◆ **SOURCE RECORDS**

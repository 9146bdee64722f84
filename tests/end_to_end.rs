use color_extractor_wasm::{AddOutcome, ClusterConfig, Color, PixelBuffer, Viewport, Workspace};
use rand::SeedableRng;
use rand::rngs::StdRng;

fn quad() -> PixelBuffer {
    #[rustfmt::skip]
    let data = vec![
        255, 0, 0, 255,   255, 0, 0, 255,
        0, 255, 0, 255,   0, 0, 255, 255,
    ];
    PixelBuffer::new(2, 2, data).unwrap()
}

#[test]
fn pick_red_then_reject_duplicate() {
    let buffer = quad();
    assert_eq!(buffer.color_at(0.0, 0.0), Some(Color::new(255, 0, 0, 1.0)));

    let mut ws = Workspace::with_rng(StdRng::seed_from_u64(1));
    let viewport = Viewport::native(&buffer);
    ws.load(buffer);
    ws.set_eyedropper_active(true);

    match ws.commit(0.0, 0.0, viewport) {
        Some(AddOutcome::Added(entry)) => {
            assert_eq!(entry.hex, "#ff0000");
            assert_eq!(entry.rgb, "rgb(255, 0, 0)");
            assert_eq!(entry.hsl_string, "hsl(0, 100%, 50%)");
        }
        other => panic!("expected Added, got {other:?}"),
    }
    assert_eq!(ws.commit(0.0, 0.0, viewport), Some(AddOutcome::Duplicate));
    assert_eq!(ws.colors().len(), 1);
}

#[test]
fn half_red_half_blue_detects_two_colors() {
    let (w, h) = (20u32, 10u32);
    let mut data = Vec::new();
    for _ in 0..h {
        for x in 0..w {
            let px: [u8; 4] = if x < w / 2 { [255, 0, 0, 255] } else { [0, 0, 255, 255] };
            data.extend_from_slice(&px);
        }
    }

    let mut ws = Workspace::with_rng(StdRng::seed_from_u64(2024));
    ws.load(PixelBuffer::new(w, h, data).unwrap());
    let added = ws.auto_detect_with(&ClusterConfig::default());

    assert!((1..=2).contains(&added));
    let hexes: Vec<&str> = ws.colors().iter().map(|e| e.hex.as_str()).collect();
    assert!(hexes.iter().all(|h| *h == "#ff0000" || *h == "#0000ff"), "{hexes:?}");
}

#[test]
fn zoomed_display_maps_back_to_native_pixels() {
    let mut ws = Workspace::with_rng(StdRng::seed_from_u64(5));
    ws.load(quad());
    ws.set_eyedropper_active(true);

    // Image shown at 100x100 CSS pixels.
    let shown = Viewport::new(100.0, 100.0);
    assert_eq!(ws.hover(10.0, 90.0, shown).map(|c| c.to_hex()), Some("#00ff00".into()));
    assert_eq!(ws.hover(100.0, 10.0, shown), None);
}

◆ **WORK REQUEST**
The answer is the full set of records above, repeated exactly.

◆ **RESPONSE FOR THIS EXERCISE**
repository 9146bdee64722f84
filename tests/end_to_end.rs
use color_extractor_wasm::{AddOutcome, ClusterConfig, Color, PixelBuffer, Viewport, Workspace};
use rand::SeedableRng;
use rand::rngs::StdRng;

fn quad() -> PixelBuffer {
    #[rustfmt::skip]
    let data = vec![
        255, 0, 0, 255,   255, 0, 0, 255,
        0, 255, 0, 255,   0, 0, 255, 255,
    ];
    PixelBuffer::new(2, 2, data).unwrap()
}

#[test]
fn pick_red_then_reject_duplicate() {
    let buffer = quad();
    assert_eq!(buffer.color_at(0.0, 0.0), Some(Color::new(255, 0, 0, 1.0)));

    let mut ws = Workspace::with_rng(StdRng::seed_from_u64(1));
    let viewport = Viewport::native(&buffer);
    ws.load(buffer);
    ws.set_eyedropper_active(true);

    match ws.commit(0.0, 0.0, viewport) {
        Some(AddOutcome::Added(entry)) => {
            assert_eq!(entry.hex, "#ff0000");
            assert_eq!(entry.rgb, "rgb(255, 0, 0)");
            assert_eq!(entry.hsl_string, "hsl(0, 100%, 50%)");
        }
        other => panic!("expected Added, got {other:?}"),
    }
    assert_eq!(ws.commit(0.0, 0.0, viewport), Some(AddOutcome::Duplicate));
    assert_eq!(ws.colors().len(), 1);
}

#[test]
fn half_red_half_blue_detects_two_colors() {
    let (w, h) = (20u32, 10u32);
    let mut data = Vec::new();
    for _ in 0..h {
        for x in 0..w {
            let px: [u8; 4] = if x < w / 2 { [255, 0, 0, 255] } else { [0, 0, 255, 255] };
            data.extend_from_slice(&px);
        }
    }

    let mut ws = Workspace::with_rng(StdRng::seed_from_u64(2024));
    ws.load(PixelBuffer::new(w, h, data).unwrap());
    let added = ws.auto_detect_with(&ClusterConfig::default());

    assert!((1..=2).contains(&added));
    let hexes: Vec<&str> = ws.colors().iter().map(|e| e.hex.as_str()).collect();
    assert!(hexes.iter().all(|h| *h == "#ff0000" || *h == "#0000ff"), "{hexes:?}");
}

#[test]
fn zoomed_display_maps_back_to_native_pixels() {
    let mut ws = Workspace::with_rng(StdRng::seed_from_u64(5));
    ws.load(quad());
    ws.set_eyedropper_active(true);

    // Image shown at 100x100 CSS pixels.
    let shown = Viewport::new(100.0, 100.0);
    assert_eq!(ws.hover(10.0, 90.0, shown).map(|c| c.to_hex()), Some("#00ff00".into()));
    assert_eq!(ws.hover(100.0, 10.0, shown), None);
}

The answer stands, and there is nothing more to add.